DESCRIPTION OF THE TASK → Please write out exactly the lines of the data below from the line holding "pub mod interfaces" through the line holding "pub const ASSOCIATION: &str", and leave out the rest.

INPUT below:

use serde::{Deserialize, Serialize};
use std::sync::atomic::{AtomicU64, Ordering};

/// Global event sequence counter for ordering across sensors
static EVENT_SEQ_COUNTER: AtomicU64 = AtomicU64::new(1);

/// Root of every sensor object path
pub const SENSOR_PATH_PREFIX: &str = "/xyz/openbmc_project/sensors/";

/// Root of inventory object paths
pub const INVENTORY_PATH: &str = "/xyz/openbmc_project/inventory";

/// Maximum path length for security validation
const MAX_PATH_LENGTH: usize = 256;

const ALLOWED_PATH_PREFIXES: &[&str] = &["/sys/class/hwmon/", "/sys/devices/", "/sys/bus/"];

const FORBIDDEN_PATH_COMPONENTS: &[&str] = &[
    "..",      // Path traversal
    "//",      // Double slash (path normalization bypass)
    "\0",      // Null byte injection
    "\n",      // Newline injection
    "\r",      // Carriage return injection
];

pub mod interfaces {
    pub const VALUE: &str = "xyz.openbmc_project.Sensor.Value";
    pub const VALUE_MUTABILITY: &str = "xyz.openbmc_project.Sensor.ValueMutability";
    pub const AVAILABILITY: &str = "xyz.openbmc_project.State.Decorator.Availability";
    pub const OPERATIONAL_STATUS: &str = "xyz.openbmc_project.State.Decorator.OperationalStatus";
    pub const ASSOCIATION: &str = "xyz.openbmc_project.Association.Definitions";
    pub const THRESHOLD_WARNING: &str = "xyz.openbmc_project.Sensor.Threshold.Warning";
    pub const THRESHOLD_CRITICAL: &str = "xyz.openbmc_project.Sensor.Threshold.Critical";
    pub const THRESHOLD_SOFT_SHUTDOWN: &str = "xyz.openbmc_project.Sensor.Threshold.SoftShutdown";
    pub const THRESHOLD_HARD_SHUTDOWN: &str = "xyz.openbmc_project.Sensor.Threshold.HardShutdown";
}

/// Generate the next event sequence number
pub fn next_event_seq() -> u64 {
    EVENT_SEQ_COUNTER.fetch_add(1, Ordering::SeqCst)
}

// ============================================================================
// Threshold vocabulary
// ============================================================================

/// Threshold severity, ordered Warning < Critical < SoftShutdown < HardShutdown
#[derive(Debug, Clone, Copy, PartialEq, Eq, PartialOrd, Ord, Hash, Serialize, Deserialize)]
pub enum Level {
    Warning,
    Critical,
    SoftShutdown,
    HardShutdown,
}

impl Level {
    pub const ALL: [Level; 4] = [
        Level::Warning,
        Level::Critical,
        Level::SoftShutdown,
        Level::HardShutdown,
    ];

    /// Map an entity-manager `Severity` number to a level
    pub fn from_severity(severity: u64) -> Option<Level> {
        match severity {
            0 => Some(Level::Warning),
            1 => Some(Level::Critical),
            2 => Some(Level::SoftShutdown),
            3 => Some(Level::HardShutdown),
            _ => None,
        }
    }

    pub fn severity(self) -> u8 {
        self as u8
    }

    pub fn interface(self) -> &'static str {
        match self {
            Level::Warning => interfaces::THRESHOLD_WARNING,
            Level::Critical => interfaces::THRESHOLD_CRITICAL,
            Level::SoftShutdown => interfaces::THRESHOLD_SOFT_SHUTDOWN,
            Level::HardShutdown => interfaces::THRESHOLD_HARD_SHUTDOWN,
        }
    }
}

#[derive(Debug, Clone, Copy, PartialEq, Eq, Hash, Serialize, Deserialize)]
pub enum Direction {
    High,
    Low,
}

impl Direction {
    /// Parse the configuration spelling ("greater than" / "less than")
    pub fn from_config_str(s: &str) -> Option<Direction> {
        match s {
            "greater than" => Some(Direction::High),
            "less than" => Some(Direction::Low),
            _ => None,
        }
    }

    pub fn as_config_str(self) -> &'static str {
        match self {
            Direction::High => "greater than",
            Direction::Low => "less than",
        }
    }
}

/// One row of the threshold property table
#[derive(Debug, Clone, Copy, PartialEq, Eq)]
pub struct ThresholdProperty {
    pub level: Level,
    pub direction: Direction,
    pub severity_order: u8,
    pub level_property: &'static str,
    pub alarm_property: &'static str,
}

pub const THRESHOLD_PROPERTIES: [ThresholdProperty; 8] = [
    ThresholdProperty {
        level: Level::Warning,
        direction: Direction::High,
        severity_order: 0,
        level_property: "WarningHigh",
        alarm_property: "WarningAlarmHigh",
    },
    ThresholdProperty {
        level: Level::Warning,
        direction: Direction::Low,
        severity_order: 0,
        level_property: "WarningLow",
        alarm_property: "WarningAlarmLow",
    },
    ThresholdProperty {
        level: Level::Critical,
        direction: Direction::High,
        severity_order: 1,
        level_property: "CriticalHigh",
        alarm_property: "CriticalAlarmHigh",
    },
    ThresholdProperty {
        level: Level::Critical,
        direction: Direction::Low,
        severity_order: 1,
        level_property: "CriticalLow",
        alarm_property: "CriticalAlarmLow",
    },
    ThresholdProperty {
        level: Level::SoftShutdown,
        direction: Direction::High,
        severity_order: 2,
        level_property: "SoftShutdownHigh",
        alarm_property: "SoftShutdownAlarmHigh",
    },
    ThresholdProperty {
        level: Level::SoftShutdown,
        direction: Direction::Low,
        severity_order: 2,
        level_property: "SoftShutdownLow",
        alarm_property: "SoftShutdownAlarmLow",
    },
    ThresholdProperty {
        level: Level::HardShutdown,
        direction: Direction::High,
        severity_order: 3,
        level_property: "HardShutdownHigh",
        alarm_property: "HardShutdownAlarmHigh",
    },
    ThresholdProperty {
        level: Level::HardShutdown,
        direction: Direction::Low,
        severity_order: 3,
        level_property: "HardShutdownLow",
        alarm_property: "HardShutdownAlarmLow",
    },
];

pub fn threshold_property(level: Level, direction: Direction) -> &'static ThresholdProperty {
    // The table covers every (level, direction) pair
    let index = (level.severity() as usize) * 2 + usize::from(direction == Direction::Low);
    &THRESHOLD_PROPERTIES[index]
}

/// Find a table row by its trigger property name (e.g. "CriticalLow")
pub fn threshold_property_by_name(name: &str) -> Option<&'static ThresholdProperty> {
    THRESHOLD_PROPERTIES.iter().find(|p| p.level_property == name)
}

// ============================================================================
// Object paths and units
// ============================================================================

/// Units accepted on the bus and the object path segment they publish under
const UNIT_PATHS: &[(&str, &str)] = &[
    ("DegreesC", "temperature"),
    ("Volts", "voltage"),
    ("Amperes", "current"),
    ("Watts", "power"),
    ("RPMS", "fan_tach"),
    ("Percent", "utilization"),
    ("Pascals", "pressure"),
    ("CFM", "airflow"),
    ("Joules", "energy"),
];

/// Object path segment for a unit, `None` if the unit is not allowed
pub fn path_for_units(units: &str) -> Option<&'static str> {
    UNIT_PATHS
        .iter()
        .find(|(u, _)| *u == units)
        .map(|(_, p)| *p)
}

/// Unit string for an object path segment (reverse of `path_for_units`)
pub fn units_for_path(segment: &str) -> Option<&'static str> {
    UNIT_PATHS
        .iter()
        .find(|(_, p)| *p == segment)
        .map(|(u, _)| *u)
}

/// Replace every character outside `[A-Za-z0-9_]` so the name is a legal path element
pub fn escape_path_for_bus(name: &str) -> String {
    name.chars()
        .map(|c| if c.is_ascii_alphanumeric() || c == '_' { c } else { '_' })
        .collect()
}

/// Build `/xyz/openbmc_project/sensors/<segment>/<escaped name>`
pub fn sensor_object_path(segment: &str, name: &str) -> String {
    format!("{}{}/{}", SENSOR_PATH_PREFIX, segment, escape_path_for_bus(name))
}

// ============================================================================
// Published properties
// ============================================================================

/// Inventory association tuple: (forward, reverse, endpoint)
#[derive(Debug, Clone, PartialEq, Eq, Serialize, Deserialize)]
pub struct Association {
    pub forward: String,
    pub reverse: String,
    pub endpoint: String,
}

impl Association {
    /// Association from a sensor to the inventory item owning its configuration
    pub fn inventory(configuration_path: &str) -> Self {
        let endpoint = match configuration_path.rfind('/') {
            Some(0) => "/".to_string(),
            Some(idx) => configuration_path[..idx].to_string(),
            None => String::new(),
        };
        Self {
            forward: "inventory".to_string(),
            reverse: "sensors".to_string(),
            endpoint,
        }
    }
}

#[derive(Debug, Clone, PartialEq, Serialize, Deserialize)]
pub struct ThresholdSnapshot {
    pub level: Level,
    pub direction: Direction,
    pub value: f64,
    pub alarm: bool,
}

/// Full property surface of a sensor object at registration time
#[derive(Debug, Clone, PartialEq, Serialize, Deserialize)]
pub struct SensorProperties {
    pub unit: String,
    pub value: f64,
    pub max_value: f64,
    pub min_value: f64,
    pub thresholds: Vec<ThresholdSnapshot>,
    pub available: bool,
    pub functional: bool,
    /// Present only when the value is externally settable
    #[serde(skip_serializing_if = "Option::is_none")]
    pub mutable: Option<bool>,
    #[serde(skip_serializing_if = "Option::is_none")]
    pub association: Option<Association>,
}

/// A single property change on a sensor object
#[derive(Debug, Clone, PartialEq, Serialize, Deserialize)]
#[serde(tag = "property", content = "value")]
pub enum Property {
    Value(f64),
    MaxValue(f64),
    MinValue(f64),
    /// Threshold trigger value, keyed by table name (e.g. "WarningHigh")
    Threshold { name: String, value: f64 },
    /// Alarm edge, keyed by table name (e.g. "WarningAlarmHigh")
    Alarm { name: String, asserted: bool },
    Available(bool),
    Functional(bool),
}

impl Property {
    pub fn name(&self) -> &str {
        match self {
            Property::Value(_) => "Value",
            Property::MaxValue(_) => "MaxValue",
            Property::MinValue(_) => "MinValue",
            Property::Threshold { name, .. } => name,
            Property::Alarm { name, .. } => name,
            Property::Available(_) => "Available",
            Property::Functional(_) => "Functional",
        }
    }

    pub fn interface(&self) -> &'static str {
        match self {
            Property::Value(_) | Property::MaxValue(_) | Property::MinValue(_) => interfaces::VALUE,
            Property::Threshold { name, .. } => threshold_property_by_name(name)
                .map(|p| p.level.interface())
                .unwrap_or(interfaces::VALUE),
            Property::Alarm { name, .. } => THRESHOLD_PROPERTIES
                .iter()
                .find(|p| p.alarm_property == name)
                .map(|p| p.level.interface())
                .unwrap_or(interfaces::VALUE),
            Property::Available(_) => interfaces::AVAILABILITY,
            Property::Functional(_) => interfaces::OPERATIONAL_STATUS,
        }
    }
}

#[derive(Debug, Clone, PartialEq, Serialize, Deserialize)]
#[serde(tag = "event", content = "data")]
pub enum BusEvent {
    Registered { path: String, properties: SensorProperties },
    PropertyChanged { path: String, property: Property },
    Removed { path: String },
}

/// Event with a global sequence number for correlation in logs
#[derive(Debug, Clone, PartialEq, Serialize, Deserialize)]
pub struct EventEnvelope {
    pub seq: u64,
    #[serde(flatten)]
    pub event: BusEvent,
}

impl EventEnvelope {
    pub fn new(event: BusEvent) -> Self {
        Self {
            seq: next_event_seq(),
            event,
        }
    }
}

// ============================================================================
// Path validation
// ============================================================================

/// Validate a sysfs input path before a sensor opens it
pub fn validate_hwmon_path(path: &str) -> Result<(), String> {
    if path.len() > MAX_PATH_LENGTH {
        return Err(format!(
            "Path too long: {} > {} chars",
            path.len(),
            MAX_PATH_LENGTH
        ));
    }

    if path.is_empty() {
        return Err("Path cannot be empty".into());
    }

    if !path.starts_with('/') {
        return Err("Path must be absolute".into());
    }

    let allowed = ALLOWED_PATH_PREFIXES
        .iter()
        .any(|prefix| path.starts_with(prefix));
    if !allowed {
        return Err(format!("Path must be under one of: {:?}", ALLOWED_PATH_PREFIXES));
    }

    for forbidden in FORBIDDEN_PATH_COMPONENTS {
        if path.contains(forbidden) {
            return Err(format!("Path contains forbidden sequence: {:?}", forbidden));
        }
    }

    for c in path.chars() {
        if !c.is_ascii_alphanumeric() && c != '/' && c != '-' && c != '_' && c != '.' && c != ':' {
            return Err(format!("Path contains invalid character: {:?}", c));
        }
    }

    Ok(())
}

End of INPUT.

WRITTEN ANSWER →
pub mod interfaces {
    pub const VALUE: &str = "xyz.openbmc_project.Sensor.Value";
    pub const VALUE_MUTABILITY: &str = "xyz.openbmc_project.Sensor.ValueMutability";
    pub const AVAILABILITY: &str = "xyz.openbmc_project.State.Decorator.Availability";
    pub const OPERATIONAL_STATUS: &str = "xyz.openbmc_project.State.Decorator.OperationalStatus";
    pub const ASSOCIATION: &str = "xyz.openbmc_project.Association.Definitions";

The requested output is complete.